Exercise ▸ Reading the listing below, restate each entry exactly as written.

** Opening Records block **

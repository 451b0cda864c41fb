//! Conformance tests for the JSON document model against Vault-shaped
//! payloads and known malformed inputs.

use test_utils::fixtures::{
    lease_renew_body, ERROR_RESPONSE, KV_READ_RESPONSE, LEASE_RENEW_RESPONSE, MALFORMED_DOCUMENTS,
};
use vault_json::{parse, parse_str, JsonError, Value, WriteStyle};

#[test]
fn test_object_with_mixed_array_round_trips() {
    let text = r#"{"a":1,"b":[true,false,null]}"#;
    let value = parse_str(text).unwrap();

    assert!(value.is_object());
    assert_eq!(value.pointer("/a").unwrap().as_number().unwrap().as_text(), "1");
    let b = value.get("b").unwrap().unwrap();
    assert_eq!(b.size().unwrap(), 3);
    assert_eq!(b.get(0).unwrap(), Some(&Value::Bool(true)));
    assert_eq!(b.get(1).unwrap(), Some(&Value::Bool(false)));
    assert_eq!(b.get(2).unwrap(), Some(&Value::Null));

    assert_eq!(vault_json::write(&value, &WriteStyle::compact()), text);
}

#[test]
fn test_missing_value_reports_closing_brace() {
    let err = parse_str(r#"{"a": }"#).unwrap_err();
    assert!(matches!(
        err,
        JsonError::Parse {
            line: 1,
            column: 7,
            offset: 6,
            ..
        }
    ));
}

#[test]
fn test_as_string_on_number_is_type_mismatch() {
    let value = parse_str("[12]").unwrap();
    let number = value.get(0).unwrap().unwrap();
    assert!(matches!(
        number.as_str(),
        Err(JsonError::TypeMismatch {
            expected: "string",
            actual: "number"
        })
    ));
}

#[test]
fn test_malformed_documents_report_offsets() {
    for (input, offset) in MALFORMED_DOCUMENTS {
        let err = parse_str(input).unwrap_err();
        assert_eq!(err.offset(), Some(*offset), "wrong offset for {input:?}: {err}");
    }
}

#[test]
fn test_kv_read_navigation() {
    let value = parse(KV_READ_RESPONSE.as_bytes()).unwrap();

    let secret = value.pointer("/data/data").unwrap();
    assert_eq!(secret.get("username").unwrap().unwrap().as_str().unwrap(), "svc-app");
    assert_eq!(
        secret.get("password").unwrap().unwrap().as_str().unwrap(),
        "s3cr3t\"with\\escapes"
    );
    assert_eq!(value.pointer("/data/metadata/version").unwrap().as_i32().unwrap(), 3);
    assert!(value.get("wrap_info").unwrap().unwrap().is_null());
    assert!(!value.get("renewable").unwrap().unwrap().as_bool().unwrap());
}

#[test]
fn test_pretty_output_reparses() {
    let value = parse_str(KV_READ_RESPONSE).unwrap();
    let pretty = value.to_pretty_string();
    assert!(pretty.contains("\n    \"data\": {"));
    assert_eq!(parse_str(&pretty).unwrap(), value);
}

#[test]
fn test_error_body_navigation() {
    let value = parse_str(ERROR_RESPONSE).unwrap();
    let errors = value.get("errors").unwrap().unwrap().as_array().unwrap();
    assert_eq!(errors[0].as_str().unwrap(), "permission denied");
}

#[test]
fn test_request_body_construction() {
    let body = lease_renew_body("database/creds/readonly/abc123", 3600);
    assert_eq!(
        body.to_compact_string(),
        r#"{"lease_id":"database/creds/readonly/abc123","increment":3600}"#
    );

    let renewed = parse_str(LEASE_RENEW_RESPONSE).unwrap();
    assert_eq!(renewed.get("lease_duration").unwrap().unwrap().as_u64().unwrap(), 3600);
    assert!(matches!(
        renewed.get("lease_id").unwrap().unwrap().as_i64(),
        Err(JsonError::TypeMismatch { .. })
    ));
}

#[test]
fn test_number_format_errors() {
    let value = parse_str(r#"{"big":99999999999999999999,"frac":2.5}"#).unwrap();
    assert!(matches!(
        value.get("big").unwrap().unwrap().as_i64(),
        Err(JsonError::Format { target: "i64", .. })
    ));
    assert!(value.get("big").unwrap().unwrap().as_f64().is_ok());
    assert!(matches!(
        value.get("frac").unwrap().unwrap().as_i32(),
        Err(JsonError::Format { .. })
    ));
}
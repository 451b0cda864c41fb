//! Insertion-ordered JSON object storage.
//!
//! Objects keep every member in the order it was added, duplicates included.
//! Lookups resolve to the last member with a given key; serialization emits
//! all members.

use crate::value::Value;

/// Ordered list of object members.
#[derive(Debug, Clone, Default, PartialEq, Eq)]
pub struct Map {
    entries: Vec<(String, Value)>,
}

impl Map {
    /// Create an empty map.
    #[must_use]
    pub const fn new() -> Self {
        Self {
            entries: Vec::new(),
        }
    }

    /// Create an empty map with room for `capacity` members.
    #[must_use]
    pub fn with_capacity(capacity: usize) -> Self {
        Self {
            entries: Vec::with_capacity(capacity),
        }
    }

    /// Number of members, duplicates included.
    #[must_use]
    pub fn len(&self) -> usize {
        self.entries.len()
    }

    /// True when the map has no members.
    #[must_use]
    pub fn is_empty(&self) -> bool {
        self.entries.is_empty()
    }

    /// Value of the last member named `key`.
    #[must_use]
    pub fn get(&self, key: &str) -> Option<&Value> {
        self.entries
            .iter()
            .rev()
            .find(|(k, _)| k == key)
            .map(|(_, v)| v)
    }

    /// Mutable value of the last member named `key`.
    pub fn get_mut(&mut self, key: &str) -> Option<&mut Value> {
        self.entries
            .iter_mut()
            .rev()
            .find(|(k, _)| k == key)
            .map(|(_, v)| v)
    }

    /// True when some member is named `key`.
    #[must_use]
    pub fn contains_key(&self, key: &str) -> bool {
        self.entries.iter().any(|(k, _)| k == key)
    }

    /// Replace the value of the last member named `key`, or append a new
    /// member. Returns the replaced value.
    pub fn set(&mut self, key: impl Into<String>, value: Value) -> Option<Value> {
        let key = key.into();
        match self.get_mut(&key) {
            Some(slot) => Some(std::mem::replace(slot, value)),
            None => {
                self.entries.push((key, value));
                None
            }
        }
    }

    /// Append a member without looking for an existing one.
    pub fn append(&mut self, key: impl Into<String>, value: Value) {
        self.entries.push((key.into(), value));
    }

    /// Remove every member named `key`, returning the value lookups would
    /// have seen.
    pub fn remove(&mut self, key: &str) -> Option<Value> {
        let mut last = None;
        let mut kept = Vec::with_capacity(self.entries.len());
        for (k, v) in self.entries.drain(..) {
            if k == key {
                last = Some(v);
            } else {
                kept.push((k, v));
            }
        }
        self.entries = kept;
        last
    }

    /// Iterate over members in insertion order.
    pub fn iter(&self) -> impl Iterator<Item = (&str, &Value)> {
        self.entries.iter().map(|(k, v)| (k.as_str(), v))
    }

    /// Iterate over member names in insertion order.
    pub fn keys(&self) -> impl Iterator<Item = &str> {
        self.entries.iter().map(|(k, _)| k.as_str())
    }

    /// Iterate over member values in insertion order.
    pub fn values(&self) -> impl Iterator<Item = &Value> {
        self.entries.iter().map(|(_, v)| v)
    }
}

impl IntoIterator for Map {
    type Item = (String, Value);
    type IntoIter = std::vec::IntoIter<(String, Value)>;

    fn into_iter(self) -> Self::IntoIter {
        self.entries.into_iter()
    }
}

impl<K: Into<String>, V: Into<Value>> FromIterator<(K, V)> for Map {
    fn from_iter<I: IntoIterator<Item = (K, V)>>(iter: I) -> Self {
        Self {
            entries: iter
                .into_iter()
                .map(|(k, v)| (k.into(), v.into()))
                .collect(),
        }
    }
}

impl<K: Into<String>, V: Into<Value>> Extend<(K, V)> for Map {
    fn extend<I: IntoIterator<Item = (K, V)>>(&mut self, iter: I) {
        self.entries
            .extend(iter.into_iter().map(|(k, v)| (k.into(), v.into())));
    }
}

** Closing Records block **

Your solution ▸
repository 451b0cda864c41fb
//! Conformance tests for the JSON document model against Vault-shaped
//! payloads and known malformed inputs.

use test_utils::fixtures::{
    lease_renew_body, ERROR_RESPONSE, KV_READ_RESPONSE, LEASE_RENEW_RESPONSE, MALFORMED_DOCUMENTS,
};
use vault_json::{parse, parse_str, JsonError, Value, WriteStyle};

#[test]
fn test_object_with_mixed_array_round_trips() {
    let text = r#"{"a":1,"b":[true,false,null]}"#;
    let value = parse_str(text).unwrap();

    assert!(value.is_object());
    assert_eq!(value.pointer("/a").unwrap().as_number().unwrap().as_text(), "1");
    let b = value.get("b").unwrap().unwrap();
    assert_eq!(b.size().unwrap(), 3);
    assert_eq!(b.get(0).unwrap(), Some(&Value::Bool(true)));
    assert_eq!(b.get(1).unwrap(), Some(&Value::Bool(false)));
    assert_eq!(b.get(2).unwrap(), Some(&Value::Null));

    assert_eq!(vault_json::write(&value, &WriteStyle::compact()), text);
}

#[test]
fn test_missing_value_reports_closing_brace() {
    let err = parse_str(r#"{"a": }"#).unwrap_err();
    assert!(matches!(
        err,
        JsonError::Parse {
            line: 1,
            column: 7,
            offset: 6,
            ..
        }
    ));
}

#[test]
fn test_as_string_on_number_is_type_mismatch() {
    let value = parse_str("[12]").unwrap();
    let number = value.get(0).unwrap().unwrap();
    assert!(matches!(
        number.as_str(),
        Err(JsonError::TypeMismatch {
            expected: "string",
            actual: "number"
        })
    ));
}

#[test]
fn test_malformed_documents_report_offsets() {
    for (input, offset) in MALFORMED_DOCUMENTS {
        let err = parse_str(input).unwrap_err();
        assert_eq!(err.offset(), Some(*offset), "wrong offset for {input:?}: {err}");
    }
}

#[test]
fn test_kv_read_navigation() {
    let value = parse(KV_READ_RESPONSE.as_bytes()).unwrap();

    let secret = value.pointer("/data/data").unwrap();
    assert_eq!(secret.get("username").unwrap().unwrap().as_str().unwrap(), "svc-app");
    assert_eq!(
        secret.get("password").unwrap().unwrap().as_str().unwrap(),
        "s3cr3t\"with\\escapes"
    );
    assert_eq!(value.pointer("/data/metadata/version").unwrap().as_i32().unwrap(), 3);
    assert!(value.get("wrap_info").unwrap().unwrap().is_null());
    assert!(!value.get("renewable").unwrap().unwrap().as_bool().unwrap());
}

#[test]
fn test_pretty_output_reparses() {
    let value = parse_str(KV_READ_RESPONSE).unwrap();
    let pretty = value.to_pretty_string();
    assert!(pretty.contains("\n    \"data\": {"));
    assert_eq!(parse_str(&pretty).unwrap(), value);
}

#[test]
fn test_error_body_navigation() {
    let value = parse_str(ERROR_RESPONSE).unwrap();
    let errors = value.get("errors").unwrap().unwrap().as_array().unwrap();
    assert_eq!(errors[0].as_str().unwrap(), "permission denied");
}

#[test]
fn test_request_body_construction() {
    let body = lease_renew_body("database/creds/readonly/abc123", 3600);
    assert_eq!(
        body.to_compact_string(),
        r#"{"lease_id":"database/creds/readonly/abc123","increment":3600}"#
    );

    let renewed = parse_str(LEASE_RENEW_RESPONSE).unwrap();
    assert_eq!(renewed.get("lease_duration").unwrap().unwrap().as_u64().unwrap(), 3600);
    assert!(matches!(
        renewed.get("lease_id").unwrap().unwrap().as_i64(),
        Err(JsonError::TypeMismatch { .. })
    ));
}

#[test]
fn test_number_format_errors() {
    let value = parse_str(r#"{"big":99999999999999999999,"frac":2.5}"#).unwrap();
    assert!(matches!(
        value.get("big").unwrap().unwrap().as_i64(),
        Err(JsonError::Format { target: "i64", .. })
    ));
    assert!(value.get("big").unwrap().unwrap().as_f64().is_ok());
    assert!(matches!(
        value.get("frac").unwrap().unwrap().as_i32(),
        Err(JsonError::Format { .. })
    ));
}
repository 451b0cda864c41fb
//! Insertion-ordered JSON object storage.
//!
//! Objects keep every member in the order it was added, duplicates included.
//! Lookups resolve to the last member with a given key; serialization emits
//! all members.

use crate::value::Value;

/// Ordered list of object members.
#[derive(Debug, Clone, Default, PartialEq, Eq)]
pub struct Map {
    entries: Vec<(String, Value)>,
}

impl Map {
    /// Create an empty map.
    #[must_use]
    pub const fn new() -> Self {
        Self {
            entries: Vec::new(),
        }
    }

    /// Create an empty map with room for `capacity` members.
    #[must_use]
    pub fn with_capacity(capacity: usize) -> Self {
        Self {
            entries: Vec::with_capacity(capacity),
        }
    }

    /// Number of members, duplicates included.
    #[must_use]
    pub fn len(&self) -> usize {
        self.entries.len()
    }

    /// True when the map has no members.
    #[must_use]
    pub fn is_empty(&self) -> bool {
        self.entries.is_empty()
    }

    /// Value of the last member named `key`.
    #[must_use]
    pub fn get(&self, key: &str) -> Option<&Value> {
        self.entries
            .iter()
            .rev()
            .find(|(k, _)| k == key)
            .map(|(_, v)| v)
    }

    /// Mutable value of the last member named `key`.
    pub fn get_mut(&mut self, key: &str) -> Option<&mut Value> {
        self.entries
            .iter_mut()
            .rev()
            .find(|(k, _)| k == key)
            .map(|(_, v)| v)
    }

    /// True when some member is named `key`.
    #[must_use]
    pub fn contains_key(&self, key: &str) -> bool {
        self.entries.iter().any(|(k, _)| k == key)
    }

    /// Replace the value of the last member named `key`, or append a new
    /// member. Returns the replaced value.
    pub fn set(&mut self, key: impl Into<String>, value: Value) -> Option<Value> {
        let key = key.into();
        match self.get_mut(&key) {
            Some(slot) => Some(std::mem::replace(slot, value)),
            None => {
                self.entries.push((key, value));
                None
            }
        }
    }

    /// Append a member without looking for an existing one.
    pub fn append(&mut self, key: impl Into<String>, value: Value) {
        self.entries.push((key.into(), value));
    }

    /// Remove every member named `key`, returning the value lookups would
    /// have seen.
    pub fn remove(&mut self, key: &str) -> Option<Value> {
        let mut last = None;
        let mut kept = Vec::with_capacity(self.entries.len());
        for (k, v) in self.entries.drain(..) {
            if k == key {
                last = Some(v);
            } else {
                kept.push((k, v));
            }
        }
        self.entries = kept;
        last
    }

    /// Iterate over members in insertion order.
    pub fn iter(&self) -> impl Iterator<Item = (&str, &Value)> {
        self.entries.iter().map(|(k, v)| (k.as_str(), v))
    }

    /// Iterate over member names in insertion order.
    pub fn keys(&self) -> impl Iterator<Item = &str> {
        self.entries.iter().map(|(k, _)| k.as_str())
    }

    /// Iterate over member values in insertion order.
    pub fn values(&self) -> impl Iterator<Item = &Value> {
        self.entries.iter().map(|(_, v)| v)
    }
}

impl IntoIterator for Map {
    type Item = (String, Value);
    type IntoIter = std::vec::IntoIter<(String, Value)>;

    fn into_iter(self) -> Self::IntoIter {
        self.entries.into_iter()
    }
}

impl<K: Into<String>, V: Into<Value>> FromIterator<(K, V)> for Map {
    fn from_iter<I: IntoIterator<Item = (K, V)>>(iter: I) -> Self {
        Self {
            entries: iter
                .into_iter()
                .map(|(k, v)| (k.into(), v.into()))
                .collect(),
        }
    }
}

impl<K: Into<String>, V: Into<Value>> Extend<(K, V)> for Map {
    fn extend<I: IntoIterator<Item = (K, V)>>(&mut self, iter: I) {
        self.entries
            .extend(iter.into_iter().map(|(k, v)| (k.into(), v.into())));
    }
}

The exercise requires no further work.